----- Excerpted records -----
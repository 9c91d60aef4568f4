//! Text scene-file writer.
//!
//! Layout relative to the output directory:
//! ```text
//! <name>.lxs                                  - main file (camera, film, world, lights)
//! <name>/Scene/<frame>/LuxRender-Volumes.lxv  - named volumes
//! <name>/Scene/<frame>/LuxRender-Materials.lxm - textures and named materials
//! <name>/Scene/<frame>/LuxRender-Geometry.lxo  - primitive definitions and placements
//! <name>/Scene/<frame>/meshes/*.ply           - binary PLY side files
//! ```

use std::collections::BTreeMap;
use std::fs::File;
use std::io::{BufWriter, Write};
use std::path::{Path, PathBuf};

use luxport_common::{ParamSet, ParamValue};
use serde::{Deserialize, Serialize};

use crate::ply::{PlyMesh, write_ply};
use crate::sink::ContextError;
use crate::statement::{LogicalFile, Statement};

/// Which logical files an export actually writes.
///
/// Statements routed to a disabled file are discarded, but the main file still
/// includes it so that a previously exported copy is reused.
#[derive(Debug, Clone, Copy, PartialEq, Eq, Serialize, Deserialize)]
pub struct FileSubset {
    pub main: bool,
    pub materials: bool,
    pub geometry: bool,
}

impl Default for FileSubset {
    fn default() -> Self {
        Self {
            main: true,
            materials: true,
            geometry: true,
        }
    }
}

impl FileSubset {
    fn writes(&self, file: LogicalFile) -> bool {
        match file {
            LogicalFile::Main => self.main,
            LogicalFile::Materials | LogicalFile::Volumes => self.materials,
            LogicalFile::Geometry => self.geometry,
        }
    }
}

/// Scene-file writer with one buffered writer per enabled logical file.
pub struct FileContext {
    main_path: PathBuf,
    partition_dir: PathBuf,
    /// Partition directory relative to the main file, used for `Include` paths.
    partition_rel: PathBuf,
    writers: BTreeMap<LogicalFile, Option<BufWriter<File>>>,
    current: LogicalFile,
}

impl FileContext {
    /// Create the output files for scene `name` at `frame` inside `dir`.
    ///
    /// Fails with an IO error when the directory cannot be created or written.
    pub fn create(
        dir: impl AsRef<Path>,
        name: &str,
        frame: i32,
        subset: FileSubset,
    ) -> Result<Self, ContextError> {
        let dir = dir.as_ref();
        let partition_rel = PathBuf::from(name)
            .join("Scene")
            .join(format!("{frame:05}"));
        let partition_dir = dir.join(&partition_rel);
        std::fs::create_dir_all(&partition_dir)?;

        let main_path = dir.join(format!("{name}.lxs"));
        let mut writers = BTreeMap::new();
        for file in [
            LogicalFile::Main,
            LogicalFile::Volumes,
            LogicalFile::Materials,
            LogicalFile::Geometry,
        ] {
            let writer = if subset.writes(file) {
                let path = match file {
                    LogicalFile::Main => main_path.clone(),
                    other => partition_dir.join(partition_file_name(other)),
                };
                Some(BufWriter::new(File::create(path)?))
            } else {
                None
            };
            writers.insert(file, writer);
        }

        tracing::debug!(main = %main_path.display(), "scene files created");
        Ok(Self {
            main_path,
            partition_dir,
            partition_rel,
            writers,
            current: LogicalFile::Main,
        })
    }

    pub fn main_path(&self) -> &Path {
        &self.main_path
    }

    pub fn current_file(&self) -> LogicalFile {
        self.current
    }

    /// Redirect subsequent statements to another logical file.
    pub fn set_output_file(&mut self, file: LogicalFile) {
        self.current = file;
    }

    pub fn emit(&mut self, statement: &Statement) -> Result<(), ContextError> {
        let text = format_statement(statement);
        self.write_line(self.current, &text)?;
        if matches!(statement, Statement::WorldBegin) && self.current == LogicalFile::Main {
            for file in LogicalFile::PARTITIONS {
                let rel = self.partition_rel.join(partition_file_name(file));
                let include = format!("Include \"{}\"", rel.to_string_lossy().replace('\\', "/"));
                self.write_line(LogicalFile::Main, &include)?;
            }
        }
        Ok(())
    }

    /// Write a PLY side file and return its path relative to the main file.
    pub fn write_ply(&mut self, name: &str, mesh: &PlyMesh<'_>) -> Result<String, ContextError> {
        let mesh_dir = self.partition_dir.join("meshes");
        std::fs::create_dir_all(&mesh_dir)?;
        let file_name = format!("{name}.ply");
        let mut out = BufWriter::new(File::create(mesh_dir.join(&file_name))?);
        write_ply(&mut out, mesh)?;
        out.flush()?;
        let rel = self.partition_rel.join("meshes").join(file_name);
        Ok(rel.to_string_lossy().replace('\\', "/"))
    }

    pub fn close(&mut self) -> Result<(), ContextError> {
        for writer in self.writers.values_mut().flatten() {
            writer.flush()?;
        }
        self.writers.clear();
        Ok(())
    }

    fn write_line(&mut self, file: LogicalFile, text: &str) -> Result<(), ContextError> {
        match self.writers.get_mut(&file) {
            Some(Some(w)) => {
                w.write_all(text.as_bytes())?;
                w.write_all(b"\n")?;
                Ok(())
            }
            Some(None) => Ok(()),
            None => Err(ContextError::Closed),
        }
    }
}

fn partition_file_name(file: LogicalFile) -> &'static str {
    match file {
        LogicalFile::Main => "main.lxs",
        LogicalFile::Volumes => "LuxRender-Volumes.lxv",
        LogicalFile::Materials => "LuxRender-Materials.lxm",
        LogicalFile::Geometry => "LuxRender-Geometry.lxo",
    }
}

fn quote(s: &str) -> String {
    format!("\"{}\"", s.replace('"', "\\\""))
}

fn join_numbers<T: std::fmt::Display>(values: &[T]) -> String {
    values
        .iter()
        .map(|v| v.to_string())
        .collect::<Vec<_>>()
        .join(" ")
}

/// Render a parameter list, one parameter per indented line.
pub fn format_params(params: &ParamSet) -> String {
    let mut out = String::new();
    for p in params {
        let values = match &p.value {
            ParamValue::Float(v)
            | ParamValue::Point(v)
            | ParamValue::Vector(v)
            | ParamValue::Normal(v)
            | ParamValue::Color(v) => join_numbers(v),
            ParamValue::Integer(v) => join_numbers(v),
            ParamValue::Bool(v) => v
                .iter()
                .map(|b| quote(if *b { "true" } else { "false" }))
                .collect::<Vec<_>>()
                .join(" "),
            ParamValue::String(v) => v.iter().map(|s| quote(s)).collect::<Vec<_>>().join(" "),
            ParamValue::Texture(t) => quote(t),
        };
        out.push_str(&format!(
            "\n\t\"{} {}\" [{}]",
            p.value.type_name(),
            p.name,
            values
        ));
    }
    out
}

/// Render one statement in scene-file syntax.
pub fn format_statement(statement: &Statement) -> String {
    let kw = statement.keyword();
    match statement {
        Statement::AttributeBegin
        | Statement::AttributeEnd
        | Statement::TransformBegin
        | Statement::TransformEnd
        | Statement::Identity
        | Statement::WorldBegin
        | Statement::WorldEnd
        | Statement::ObjectEnd => kw.to_string(),
        Statement::Transform(m) | Statement::ConcatTransform(m) => {
            format!("{kw} [{}]", join_numbers(&m[..]))
        }
        Statement::LookAt { eye, target, up } => format!(
            "{kw} {} {} {}",
            join_numbers(&eye[..]),
            join_numbers(&target[..]),
            join_numbers(&up[..])
        ),
        Statement::CoordinateSystem(n)
        | Statement::CoordSysTransform(n)
        | Statement::NamedMaterial(n)
        | Statement::Interior(n)
        | Statement::Exterior(n)
        | Statement::ObjectBegin(n)
        | Statement::ObjectInstance(n)
        | Statement::PortalInstance(n) => format!("{kw} {}", quote(n)),
        Statement::Camera { kind, params }
        | Statement::Film { kind, params }
        | Statement::Sampler { kind, params }
        | Statement::SurfaceIntegrator { kind, params }
        | Statement::VolumeIntegrator { kind, params }
        | Statement::PixelFilter { kind, params }
        | Statement::Accelerator { kind, params }
        | Statement::Material { kind, params }
        | Statement::LightSource { kind, params }
        | Statement::AreaLightSource { kind, params }
        | Statement::Shape { kind, params } => {
            format!("{kw} {}{}", quote(kind), format_params(params))
        }
        Statement::MakeNamedMaterial { name, params } | Statement::LightGroup { name, params } => {
            format!("{kw} {}{}", quote(name), format_params(params))
        }
        Statement::Texture {
            name,
            variant,
            kind,
            params,
        } => format!(
            "{kw} {} {} {}{}",
            quote(name),
            quote(variant),
            quote(kind),
            format_params(params)
        ),
        Statement::MakeNamedVolume { name, kind, params } => format!(
            "{kw} {} {}{}",
            quote(name),
            quote(kind),
            format_params(params)
        ),
        Statement::MotionInstance {
            name,
            start,
            stop,
            to,
        } => format!("{kw} {} {start} {stop} {}", quote(name), quote(to)),
    }
}

#[cfg(test)]
mod tests {
    use super::*;

    fn read(path: &Path) -> String {
        std::fs::read_to_string(path).unwrap()
    }

    #[test]
    fn formats_shape_with_params() {
        let s = Statement::Shape {
            kind: "trianglemesh".into(),
            params: ParamSet::new()
                .add_integers("indices", vec![0, 1, 2])
                .add_bool("smooth", true),
        };
        assert_eq!(
            format_statement(&s),
            "Shape \"trianglemesh\"\n\t\"integer indices\" [0 1 2]\n\t\"bool smooth\" [\"true\"]"
        );
    }

    #[test]
    fn formats_motion_instance() {
        let s = Statement::MotionInstance {
            name: "mesh".into(),
            start: 0.0,
            stop: 1.0,
            to: "mesh_motion".into(),
        };
        assert_eq!(
            format_statement(&s),
            "MotionInstance \"mesh\" 0 1 \"mesh_motion\""
        );
    }

    #[test]
    fn partitions_are_included_and_routed() {
        let tmp = tempfile::tempdir().unwrap();
        let mut ctx = FileContext::create(tmp.path(), "scene", 1, FileSubset::default()).unwrap();
        ctx.emit(&Statement::WorldBegin).unwrap();
        ctx.set_output_file(LogicalFile::Geometry);
        ctx.emit(&Statement::ObjectBegin("Cube".into())).unwrap();
        ctx.emit(&Statement::ObjectEnd).unwrap();
        ctx.set_output_file(LogicalFile::Main);
        ctx.emit(&Statement::WorldEnd).unwrap();
        ctx.close().unwrap();

        let main = read(&tmp.path().join("scene.lxs"));
        assert!(main.contains("Include \"scene/Scene/00001/LuxRender-Geometry.lxo\""));
        assert!(main.contains("Include \"scene/Scene/00001/LuxRender-Materials.lxm\""));
        assert!(!main.contains("ObjectBegin"));
        let geom = read(&tmp.path().join("scene/Scene/00001/LuxRender-Geometry.lxo"));
        assert_eq!(geom, "ObjectBegin \"Cube\"\nObjectEnd\n");
    }

    #[test]
    fn disabled_partition_is_discarded_but_included() {
        let tmp = tempfile::tempdir().unwrap();
        let subset = FileSubset {
            geometry: false,
            ..FileSubset::default()
        };
        let mut ctx = FileContext::create(tmp.path(), "s", 3, subset).unwrap();
        ctx.emit(&Statement::WorldBegin).unwrap();
        ctx.set_output_file(LogicalFile::Geometry);
        ctx.emit(&Statement::ObjectEnd).unwrap();
        ctx.close().unwrap();

        assert!(!tmp.path().join("s/Scene/00003/LuxRender-Geometry.lxo").exists());
        assert!(read(&tmp.path().join("s.lxs")).contains("LuxRender-Geometry.lxo"));
    }

    #[test]
    fn emit_after_close_fails() {
        let tmp = tempfile::tempdir().unwrap();
        let mut ctx = FileContext::create(tmp.path(), "s", 1, FileSubset::default()).unwrap();
        ctx.close().unwrap();
        assert!(matches!(
            ctx.emit(&Statement::WorldEnd),
            Err(ContextError::Closed)
        ));
    }

    #[test]
    fn ply_side_file_path_is_relative() {
        let tmp = tempfile::tempdir().unwrap();
        let mut ctx = FileContext::create(tmp.path(), "s", 1, FileSubset::default()).unwrap();
        let mesh = PlyMesh {
            points: &[0.0; 9],
            normals: &[0.0; 9],
            uvs: &[],
            indices: &[0, 1, 2],
        };
        let rel = ctx.write_ply("Cube_m000", &mesh).unwrap();
        assert_eq!(rel, "s/Scene/00001/meshes/Cube_m000.ply");
        assert!(tmp.path().join(&rel).is_file());
    }

    #[test]
    fn unwritable_directory_is_io_error() {
        let tmp = tempfile::tempdir().unwrap();
        let blocker = tmp.path().join("file");
        std::fs::write(&blocker, b"x").unwrap();
        let result = FileContext::create(&blocker, "s", 1, FileSubset::default());
        assert!(matches!(result, Err(ContextError::Io(_))));
    }
}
-----
*Problem to work on*
For the word "None", return every line of the records that holds it.

*Answer box*
                None
            Some(None) => Ok(()),
            None => Err(ContextError::Closed),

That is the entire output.